(Bloomberg) — Italy’s state railway Ferrovie dello Stato SpA is moving ahead with plans to sell minority stakes in its high-speed train network, Chief Executive Officer Stefano Donnarumma said.
The head of a vast company whose tracks total almost 17,000 kilometers (10,600 miles) throughout the euro zone’s third-biggest economy wants to build up an investor base that broadens ownership of some of the country’s major lines.
“We are in preliminary talks with international and other funds to sell minority stakes in a new company to be created from the high speed part of the RFI unit, which could eventually boost its value to as much as €70 billion in 10 years,” Donnarumma said in an interview. The high-speed network is currently valued at around €8 billion ($9.4 billion), he said.
Donnarumma’s appointment a year ago by Prime Minister Giorgia Meloni was among the most high profile changes she has enacted at publicly-controlled companies. The move to tap investors underscores how an entity that symbolizes the Italian state’s national reach is modernizing and looking beyond its borders.
Under Donnarumma, Ferrovie is trying to improve the country’s transport connectivity by implementing an ambitious spending plan totalling €100 billion over five years, and including some of the biggest single projects driven by the European Union’s recovery fund.
As part of that, he wants to attract private capital, and is in talks with the Finance Ministry to adopt a so-called RAB, or regulated asset base model, which has predictable cash flows, thus offering steady returns which are attractive to private investors.
Speaking in an interview at Bloomberg’s Rome office on Wednesday, Donnarumma said he is hoping that foreign funds will take an interest, alongside Italian players such as infrastructure fund F2i SGR SpA.
The 57-year old mechanical engineer, who grew up in both Milan and in the southern seaside city of Salerno, said he’s relishing the challenge of running a company with over €16 billion in revenues and 97,000 employees.
Regarding Ferrovie’s future, Donnarumma said the company will remain solidly Italian because it provides a service to the country connecting even the remotest areas. He ruled out the possibility of listing on the stock exchange, insisting “there’s no such project.”
Ferrovie does have international ambitions in the way of expansion of travel outside Italy’s borders. One such idea would play into a broader plan to build a continent-wide high-speed rail system that functions like a subway and rivals air travel.
“We would like to contribute to the creation of a European ‘metro-line’ that connects many of the cardinal points,” Donnarumma said.
Ferrovie’s Frecciarossa fast trains already run to Paris and Lyon. Earlier this month, a further connection to Marseille started running.

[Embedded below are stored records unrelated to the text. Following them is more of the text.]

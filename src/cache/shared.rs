//! Thread-safe cache handle.
//!
//! [`Cache`] guards the cache store with a reader/writer lock and delivers removed
//! entries to the eviction callback once the lock has been released.

use std::borrow::Borrow;
use std::fmt;
use std::hash::Hash;
use std::sync::Arc;
use std::time::{Duration, Instant};

use parking_lot::RwLock;

use crate::cache::store::{Expiration, Lookup, Store};
use crate::cache::CacheStats;
use crate::config::CacheConfig;

/// Callback receiving every `(key, value)` pair that leaves the cache.
pub type EvictionCallback<K, V> = Arc<dyn Fn(K, V) + Send + Sync>;

// == Cache ==
/// In-process key/value cache with LRU eviction and optional per-entry TTL.
///
/// Every structural mutation, including promotion on `get`, takes the write
/// lock; `has`, `len`, `ttl` and `stats` take the read lock. Expiration is lazy:
/// only [`Cache::get_and_remove_expire`] and [`Cache::remove_expire`] look at it,
/// and nothing runs in the background.
///
/// # Eviction callback
/// The callback fires exactly once for each entry removed by capacity
/// eviction, `remove`, `remove_oldest`, `remove_expire`, a stale
/// `get_and_remove_expire`, `clear` or `reset`. It never fires for lookups, and
/// not for entries still present when the cache is dropped. It always runs after
/// the lock is released, so it may call back into the cache, but it then sees
/// the state after the removal.
///
/// # Example
/// ```
/// use std::time::Duration;
/// use ttl_lru::Cache;
///
/// let cache = Cache::new(2);
/// cache.set("a", 1);
/// cache.set_with_expire("b", 2, Duration::from_secs(60));
/// assert_eq!(cache.get("a"), Some(1));
///
/// cache.set("c", 3); // evicts "b", the least recently used
/// assert!(!cache.has("b"));
/// assert_eq!(cache.len(), 2);
/// ```
pub struct Cache<K, V> {
    store: RwLock<Store<K, V>>,
    on_evicted: RwLock<Option<EvictionCallback<K, V>>>,
}

impl<K, V> fmt::Debug for Cache<K, V>
where
    K: Hash + Eq + Clone,
{
    fn fmt(&self, f: &mut fmt::Formatter<'_>) -> fmt::Result {
        let store = self.store.read();
        f.debug_struct("Cache")
            .field("capacity", &store.capacity())
            .field("len", &store.len())
            .field("on_evicted", &self.on_evicted.read().is_some())
            .finish()
    }
}

impl<K, V> Cache<K, V>
where
    K: Hash + Eq + Clone,
{
    // == Constructors ==
    /// Creates an empty cache holding at most `capacity` entries.
    ///
    /// A capacity of 0 disables automatic eviction; the owner is then
    /// responsible for calling [`Cache::remove_oldest`].
    pub fn new(capacity: usize) -> Self {
        Self {
            store: RwLock::new(Store::new(capacity)),
            on_evicted: RwLock::new(None),
        }
    }

    /// Creates an empty cache from configuration.
    pub fn from_config(config: &CacheConfig) -> Self {
        Self::new(config.capacity)
    }

    /// Installs the eviction callback and returns the cache.
    pub fn with_on_evicted<F>(self, callback: F) -> Self
    where
        F: Fn(K, V) + Send + Sync + 'static,
    {
        self.set_on_evicted(callback);
        self
    }

    // == Eviction Callback ==
    /// Replaces the eviction callback.
    pub fn set_on_evicted<F>(&self, callback: F)
    where
        F: Fn(K, V) + Send + Sync + 'static,
    {
        *self.on_evicted.write() = Some(Arc::new(callback));
    }

    /// Removes the eviction callback.
    pub fn clear_on_evicted(&self) {
        *self.on_evicted.write() = None;
    }

    // == Write Path ==
    /// Inserts or updates `key` and marks it most recently used.
    ///
    /// An existing entry keeps its expiration; a new one never expires.
    pub fn set(&self, key: K, value: V) {
        let evicted = {
            let mut store = self.store.write();
            store.insert(key, value, Expiration::Retain, Instant::now())
        };
        self.notify(evicted);
    }

    /// Inserts or updates `key` so that it expires `ttl` from now.
    ///
    /// The expiration is refreshed on existing entries too. A zero `ttl`
    /// produces an entry that is already stale; a `ttl` beyond what the clock
    /// can represent never expires.
    pub fn set_with_expire(&self, key: K, value: V, ttl: Duration) {
        let evicted = {
            let mut store = self.store.write();
            store.insert(key, value, Expiration::After(ttl), Instant::now())
        };
        self.notify(evicted);
    }

    // == Read Path ==
    /// Checks whether `key` is present, without promoting it.
    ///
    /// Stale entries that have not been swept yet still count as present.
    pub fn has<Q>(&self, key: &Q) -> bool
    where
        K: Borrow<Q>,
        Q: Hash + Eq + ?Sized,
    {
        self.store.read().contains(key)
    }

    /// Remaining lifetime of `key`.
    ///
    /// Returns None if the key is absent or never expires, and
    /// `Some(Duration::ZERO)` if it is stale but not yet removed.
    pub fn ttl<Q>(&self, key: &Q) -> Option<Duration>
    where
        K: Borrow<Q>,
        Q: Hash + Eq + ?Sized,
    {
        self.store.read().ttl(key, Instant::now())
    }

    // == Removal ==
    /// Removes `key`. Returns false, and fires nothing, if it was absent.
    pub fn remove<Q>(&self, key: &Q) -> bool
    where
        K: Borrow<Q>,
        Q: Hash + Eq + ?Sized,
    {
        let removed = self.store.write().remove(key);
        let found = removed.is_some();
        self.notify(removed);
        found
    }

    /// Removes the least recently used entry. Returns false if the cache is empty.
    pub fn remove_oldest(&self) -> bool {
        let removed = self.store.write().remove_oldest();
        let found = removed.is_some();
        self.notify(removed);
        found
    }

    /// Sweeps the whole cache and removes every stale entry.
    ///
    /// O(n) in the number of entries. Returns how many entries were removed.
    pub fn remove_expire(&self) -> usize {
        let removed = self.store.write().remove_expired(Instant::now());
        let count = removed.len();
        self.notify(removed);
        count
    }

    /// Removes every entry and releases the underlying storage.
    pub fn clear(&self) {
        let drained = self.store.write().drain(true);
        self.notify(drained);
    }

    /// Removes every entry but keeps the allocated storage for reuse.
    pub fn reset(&self) {
        let drained = self.store.write().drain(false);
        self.notify(drained);
    }

    // == Introspection ==
    pub fn len(&self) -> usize {
        self.store.read().len()
    }

    pub fn is_empty(&self) -> bool {
        self.len() == 0
    }

    pub fn capacity(&self) -> usize {
        self.store.read().capacity()
    }

    /// Returns a snapshot of the cache statistics.
    pub fn stats(&self) -> CacheStats {
        self.store.read().stats()
    }

    // Runs outside the store lock.
    fn notify<I>(&self, removed: I)
    where
        I: IntoIterator<Item = (K, V)>,
    {
        let callback = self.on_evicted.read().clone();
        if let Some(callback) = callback {
            for (key, value) in removed {
                callback(key, value);
            }
        }
    }
}

impl<K, V> Cache<K, V>
where
    K: Hash + Eq + Clone,
    V: Clone,
{
    /// Returns a copy of the value for `key` and marks it most recently used.
    ///
    /// Does not check expiration: a stale entry is still returned.
    pub fn get<Q>(&self, key: &Q) -> Option<V>
    where
        K: Borrow<Q>,
        Q: Hash + Eq + ?Sized,
    {
        self.store.write().get(key).cloned()
    }

    /// Returns a copy of the value for `key`, removing the entry if it is stale.
    ///
    /// A stale hit is still returned to this caller; the entry is gone for every
    /// later call and the eviction callback receives it.
    pub fn get_and_remove_expire<Q>(&self, key: &Q) -> Option<V>
    where
        K: Borrow<Q>,
        Q: Hash + Eq + ?Sized,
    {
        let (value, expired) = {
            let mut store = self.store.write();
            match store.get_and_remove_expired(key, Instant::now())? {
                Lookup::Fresh(value) => (value.clone(), None),
                Lookup::Expired(key, value) => (value.clone(), Some((key, value))),
            }
        };
        self.notify(expired);
        Some(value)
    }
}

impl<K, V> Default for Cache<K, V>
where
    K: Hash + Eq + Clone,
{
    fn default() -> Self {
        Self::from_config(&CacheConfig::default())
    }
}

The distinctive arrow-shaped red trains are also headed for other European cities, with plans to connect Rome and Milan to Munich by next year, and extensions north to Berlin and South to Naples expected by 2028.
Ultimately, Donnarumma wants his trains to reach London via the Channel Tunnel. That’s planned for 2029, by which time he is expects Ferrovie’s international passenger numbers to have risen by 40%.
The company’s recently created international unit pools subsidiaries from countries including Greece, Germany, the Netherlands, Spain, the UK and France.
In Italy itself, Donnarumma said the group is pushing ahead with investments across the peninsula. In the North, that includes horizontal connections from Milan to Venice, and improved lines from Genoa to Milan.
Ferrovie’s projects in the south of Italy include the Salerno-to-Reggio Calabria line, which he said now has financing, and the Naples-to-Bari line aimed at connecting the east and west coasts of Italy with fast trains.
In addition to state funding, the group is the single largest beneficiary in Italy of European post-pandemic funds, with €25 billion out of a total €190 billion in grants and loans earmarked for the country. Ferrovie has already invested €13 billion and will continue to do so despite some delays, Donnarumma said.
The company is also investing about €200 million in infrastructure including antennas to improve services like onboard wifi. Donnarumma said in the autumn they plan to run some tests on the Turin-to-Milan rail line, and in two or three years, they could cover the whole high-speed network.
Donnarumma has spent his career in the corporate world. He started out in 1993 at automaker Fiat SpA, before working for Bombardier Inc and Alstom SA in train production. He has extensive experience in state-owned companies including electricity network Terna SpA and most recently multi-utility ACEA SpA.
He’s glad to return to an area that he says was his first passion as a child with multiple toy rail sets.
“When I was a kid I would pretend I ran the train company,” said Donnarumma. “Now I actually get to do it.”
–With assistance from Flavia Rotondi.